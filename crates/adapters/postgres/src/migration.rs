//! PostgreSQL 迁移管理模块
//!
//! 每个迁移在独立事务中执行，记录到 `_migrations` 表并保存 SHA-256 校验和；
//! 已应用迁移的 SQL 被修改后拒绝继续。

use agora_errors::{AppError, AppResult};
use sha2::{Digest, Sha256};
use sqlx::PgPool;
use std::collections::HashMap;
use tracing::{info, warn};

/// 迁移记录
#[derive(Debug, Clone, sqlx::FromRow)]
pub struct MigrationRecord {
    pub version: i64,
    pub name: String,
    pub applied_at: chrono::DateTime<chrono::Utc>,
    pub checksum: String,
}

/// 迁移定义
#[derive(Debug, Clone)]
pub struct Migration {
    pub version: i64,
    pub name: String,
    pub sql: String,
    pub checksum: String,
}

impl Migration {
    pub fn new(version: i64, name: impl Into<String>, sql: impl Into<String>) -> Self {
        let sql = sql.into();
        let checksum = checksum(&sql);
        Self {
            version,
            name: name.into(),
            sql,
            checksum,
        }
    }
}

fn checksum(sql: &str) -> String {
    hex::encode(Sha256::digest(sql.as_bytes()))
}

/// 迁移结果
#[derive(Debug, Clone, Default)]
pub struct MigrationReport {
    /// 本次应用的版本
    pub applied: Vec<i64>,
    /// 已存在而跳过的版本
    pub skipped: Vec<i64>,
}

impl MigrationReport {
    pub fn applied_count(&self) -> usize {
        self.applied.len()
    }
}

/// 迁移管理器
pub struct MigrationManager {
    pool: PgPool,
    table_name: String,
}

impl MigrationManager {
    pub fn new(pool: PgPool) -> Self {
        Self {
            pool,
            table_name: "_migrations".to_string(),
        }
    }

    /// 设置迁移表名
    pub fn with_table_name(mut self, name: impl Into<String>) -> Self {
        self.table_name = name.into();
        self
    }

    /// 初始化迁移表
    pub async fn init(&self) -> AppResult<()> {
        let create_sql = format!(
            r#"
            CREATE TABLE IF NOT EXISTS {} (
                version BIGINT PRIMARY KEY,
                name VARCHAR(255) NOT NULL,
                applied_at TIMESTAMPTZ NOT NULL DEFAULT NOW(),
                checksum VARCHAR(64) NOT NULL
            )
            "#,
            self.table_name
        );

        sqlx::query(&create_sql)
            .execute(&self.pool)
            .await
            .map_err(|e| AppError::database(format!("Failed to create migration table: {}", e)))?;

        Ok(())
    }

    /// 获取已应用的迁移
    pub async fn applied_migrations(&self) -> AppResult<Vec<MigrationRecord>> {
        let sql = format!(
            "SELECT version, name, applied_at, checksum FROM {} ORDER BY version ASC",
            self.table_name
        );

        sqlx::query_as::<_, MigrationRecord>(&sql)
            .fetch_all(&self.pool)
            .await
            .map_err(|e| AppError::database(format!("Failed to get migrations: {}", e)))
    }

    /// 应用单个迁移
    async fn apply(&self, migration: &Migration) -> AppResult<()> {
        let mut tx = self
            .pool
            .begin()
            .await
            .map_err(|e| AppError::database(format!("Failed to begin transaction: {}", e)))?;

        // 迁移文件可能包含多条语句
        sqlx::raw_sql(&migration.sql)
            .execute(&mut *tx)
            .await
            .map_err(|e| {
                AppError::database(format!(
                    "Failed to apply migration {}: {}",
                    migration.version, e
                ))
            })?;

        let insert_sql = format!(
            "INSERT INTO {} (version, name, checksum) VALUES ($1, $2, $3)",
            self.table_name
        );
        sqlx::query(&insert_sql)
            .bind(migration.version)
            .bind(&migration.name)
            .bind(&migration.checksum)
            .execute(&mut *tx)
            .await
            .map_err(|e| AppError::database(format!("Failed to record migration: {}", e)))?;

        tx.commit()
            .await
            .map_err(|e| AppError::database(format!("Failed to commit migration: {}", e)))?;

        info!(
            version = migration.version,
            name = %migration.name,
            "Migration applied"
        );

        Ok(())
    }

    /// 按版本顺序应用所有待处理的迁移
    ///
    /// 遇到校验和不一致或执行失败时立即返回错误，后续迁移不再执行。
    pub async fn migrate(&self, migrations: &[Migration]) -> AppResult<MigrationReport> {
        self.init().await?;

        let applied: HashMap<i64, MigrationRecord> = self
            .applied_migrations()
            .await?
            .into_iter()
            .map(|r| (r.version, r))
            .collect();

        let mut report = MigrationReport::default();
        for migration in sorted(migrations) {
            if let Some(record) = applied.get(&migration.version) {
                verify_checksum(migration, record)?;
                report.skipped.push(migration.version);
                continue;
            }

            self.apply(migration).await?;
            report.applied.push(migration.version);
        }

        info!(
            applied = report.applied.len(),
            skipped = report.skipped.len(),
            "Migrations complete"
        );
        Ok(report)
    }
}

fn sorted(migrations: &[Migration]) -> Vec<&Migration> {
    let mut sorted: Vec<_> = migrations.iter().collect();
    sorted.sort_by_key(|m| m.version);
    sorted
}

fn verify_checksum(migration: &Migration, record: &MigrationRecord) -> AppResult<()> {
    if record.checksum != migration.checksum {
        warn!(
            version = migration.version,
            name = %migration.name,
            "Applied migration has been modified"
        );
        return Err(AppError::internal(format!(
            "Checksum mismatch for migration {} ({})",
            migration.version, migration.name
        )));
    }
    Ok(())
}
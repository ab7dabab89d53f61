//! 数据库错误映射
//!
//! 唯一约束冲突映射为 Conflict，其余不向调用方暴露细节。

use agora_errors::AppError;

/// 将 SQLx 错误转换为 AppError
pub fn map_sqlx_error(e: sqlx::Error) -> AppError {
    match e {
        sqlx::Error::RowNotFound => AppError::not_found("Record not found"),
        sqlx::Error::Database(db_err) => match db_err.code().as_deref() {
            Some("23505") => {
                let target = match db_err.constraint() {
                    Some(c) if c.contains("username") => "Username already taken",
                    Some(c) if c.contains("email") => "Email already registered",
                    _ => "Duplicate entry violates unique constraint",
                };
                AppError::conflict(target)
            }
            Some("23502") => AppError::validation("Not null constraint violation"),
            Some("22001") => AppError::validation("String data too long"),
            Some(code) => AppError::database(format!("Database error ({}): {}", code, db_err)),
            None => AppError::database(db_err.to_string()),
        },
        sqlx::Error::PoolTimedOut => AppError::database("Database connection pool timeout"),
        sqlx::Error::PoolClosed => AppError::database("Database connection pool is closed"),
        _ => AppError::database(e.to_string()),
    }
}
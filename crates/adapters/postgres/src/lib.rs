//! agora-adapter-postgres - PostgreSQL 适配器

mod connection;
mod error_mapper;
mod migration;

pub use connection::*;
pub use error_mapper::*;
pub use migration::*;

·····

__Prompt__
Please return every line of the listing exactly.

__Response to the exercise__
filename crates/adapters/postgres/src/migration.rs
//! PostgreSQL 迁移管理模块
//!
//! 每个迁移在独立事务中执行，记录到 `_migrations` 表并保存 SHA-256 校验和；
//! 已应用迁移的 SQL 被修改后拒绝继续。

use agora_errors::{AppError, AppResult};
use sha2::{Digest, Sha256};
use sqlx::PgPool;
use std::collections::HashMap;
use tracing::{info, warn};

/// 迁移记录
#[derive(Debug, Clone, sqlx::FromRow)]
pub struct MigrationRecord {
    pub version: i64,
    pub name: String,
    pub applied_at: chrono::DateTime<chrono::Utc>,
    pub checksum: String,
}

/// 迁移定义
#[derive(Debug, Clone)]
pub struct Migration {
    pub version: i64,
    pub name: String,
    pub sql: String,
    pub checksum: String,
}

impl Migration {
    pub fn new(version: i64, name: impl Into<String>, sql: impl Into<String>) -> Self {
        let sql = sql.into();
        let checksum = checksum(&sql);
        Self {
            version,
            name: name.into(),
            sql,
            checksum,
        }
    }
}

fn checksum(sql: &str) -> String {
    hex::encode(Sha256::digest(sql.as_bytes()))
}

/// 迁移结果
#[derive(Debug, Clone, Default)]
pub struct MigrationReport {
    /// 本次应用的版本
    pub applied: Vec<i64>,
    /// 已存在而跳过的版本
    pub skipped: Vec<i64>,
}

impl MigrationReport {
    pub fn applied_count(&self) -> usize {
        self.applied.len()
    }
}

/// 迁移管理器
pub struct MigrationManager {
    pool: PgPool,
    table_name: String,
}

impl MigrationManager {
    pub fn new(pool: PgPool) -> Self {
        Self {
            pool,
            table_name: "_migrations".to_string(),
        }
    }

    /// 设置迁移表名
    pub fn with_table_name(mut self, name: impl Into<String>) -> Self {
        self.table_name = name.into();
        self
    }

    /// 初始化迁移表
    pub async fn init(&self) -> AppResult<()> {
        let create_sql = format!(
            r#"
            CREATE TABLE IF NOT EXISTS {} (
                version BIGINT PRIMARY KEY,
                name VARCHAR(255) NOT NULL,
                applied_at TIMESTAMPTZ NOT NULL DEFAULT NOW(),
                checksum VARCHAR(64) NOT NULL
            )
            "#,
            self.table_name
        );

        sqlx::query(&create_sql)
            .execute(&self.pool)
            .await
            .map_err(|e| AppError::database(format!("Failed to create migration table: {}", e)))?;

        Ok(())
    }

    /// 获取已应用的迁移
    pub async fn applied_migrations(&self) -> AppResult<Vec<MigrationRecord>> {
        let sql = format!(
            "SELECT version, name, applied_at, checksum FROM {} ORDER BY version ASC",
            self.table_name
        );

        sqlx::query_as::<_, MigrationRecord>(&sql)
            .fetch_all(&self.pool)
            .await
            .map_err(|e| AppError::database(format!("Failed to get migrations: {}", e)))
    }

    /// 应用单个迁移
    async fn apply(&self, migration: &Migration) -> AppResult<()> {
        let mut tx = self
            .pool
            .begin()
            .await
            .map_err(|e| AppError::database(format!("Failed to begin transaction: {}", e)))?;

        // 迁移文件可能包含多条语句
        sqlx::raw_sql(&migration.sql)
            .execute(&mut *tx)
            .await
            .map_err(|e| {
                AppError::database(format!(
                    "Failed to apply migration {}: {}",
                    migration.version, e
                ))
            })?;

        let insert_sql = format!(
            "INSERT INTO {} (version, name, checksum) VALUES ($1, $2, $3)",
            self.table_name
        );
        sqlx::query(&insert_sql)
            .bind(migration.version)
            .bind(&migration.name)
            .bind(&migration.checksum)
            .execute(&mut *tx)
            .await
            .map_err(|e| AppError::database(format!("Failed to record migration: {}", e)))?;

        tx.commit()
            .await
            .map_err(|e| AppError::database(format!("Failed to commit migration: {}", e)))?;

        info!(
            version = migration.version,
            name = %migration.name,
            "Migration applied"
        );

        Ok(())
    }

    /// 按版本顺序应用所有待处理的迁移
    ///
    /// 遇到校验和不一致或执行失败时立即返回错误，后续迁移不再执行。
    pub async fn migrate(&self, migrations: &[Migration]) -> AppResult<MigrationReport> {
        self.init().await?;

        let applied: HashMap<i64, MigrationRecord> = self
            .applied_migrations()
            .await?
            .into_iter()
            .map(|r| (r.version, r))
            .collect();

        let mut report = MigrationReport::default();
        for migration in sorted(migrations) {
            if let Some(record) = applied.get(&migration.version) {
                verify_checksum(migration, record)?;
                report.skipped.push(migration.version);
                continue;
            }

            self.apply(migration).await?;
            report.applied.push(migration.version);
        }

        info!(
            applied = report.applied.len(),
            skipped = report.skipped.len(),
            "Migrations complete"
        );
        Ok(report)
    }
}

fn sorted(migrations: &[Migration]) -> Vec<&Migration> {
    let mut sorted: Vec<_> = migrations.iter().collect();
    sorted.sort_by_key(|m| m.version);
    sorted
}

fn verify_checksum(migration: &Migration, record: &MigrationRecord) -> AppResult<()> {
    if record.checksum != migration.checksum {
        warn!(
            version = migration.version,
            name = %migration.name,
            "Applied migration has been modified"
        );
        return Err(AppError::internal(format!(
            "Checksum mismatch for migration {} ({})",
            migration.version, migration.name
        )));
    }
    Ok(())
}
repository ab7dabab89d53f61
//! 数据库错误映射
//!
//! 唯一约束冲突映射为 Conflict，其余不向调用方暴露细节。

use agora_errors::AppError;

/// 将 SQLx 错误转换为 AppError
pub fn map_sqlx_error(e: sqlx::Error) -> AppError {
    match e {
        sqlx::Error::RowNotFound => AppError::not_found("Record not found"),
        sqlx::Error::Database(db_err) => match db_err.code().as_deref() {
            Some("23505") => {
                let target = match db_err.constraint() {
                    Some(c) if c.contains("username") => "Username already taken",
                    Some(c) if c.contains("email") => "Email already registered",
                    _ => "Duplicate entry violates unique constraint",
                };
                AppError::conflict(target)
            }
            Some("23502") => AppError::validation("Not null constraint violation"),
            Some("22001") => AppError::validation("String data too long"),
            Some(code) => AppError::database(format!("Database error ({}): {}", code, db_err)),
            None => AppError::database(db_err.to_string()),
        },
        sqlx::Error::PoolTimedOut => AppError::database("Database connection pool timeout"),
        sqlx::Error::PoolClosed => AppError::database("Database connection pool is closed"),
        _ => AppError::database(e.to_string()),
    }
}
filename crates/adapters/postgres/src/lib.rs
//! agora-adapter-postgres - PostgreSQL 适配器

mod connection;
mod error_mapper;
mod migration;

pub use connection::*;
pub use error_mapper::*;
pub use migration::*;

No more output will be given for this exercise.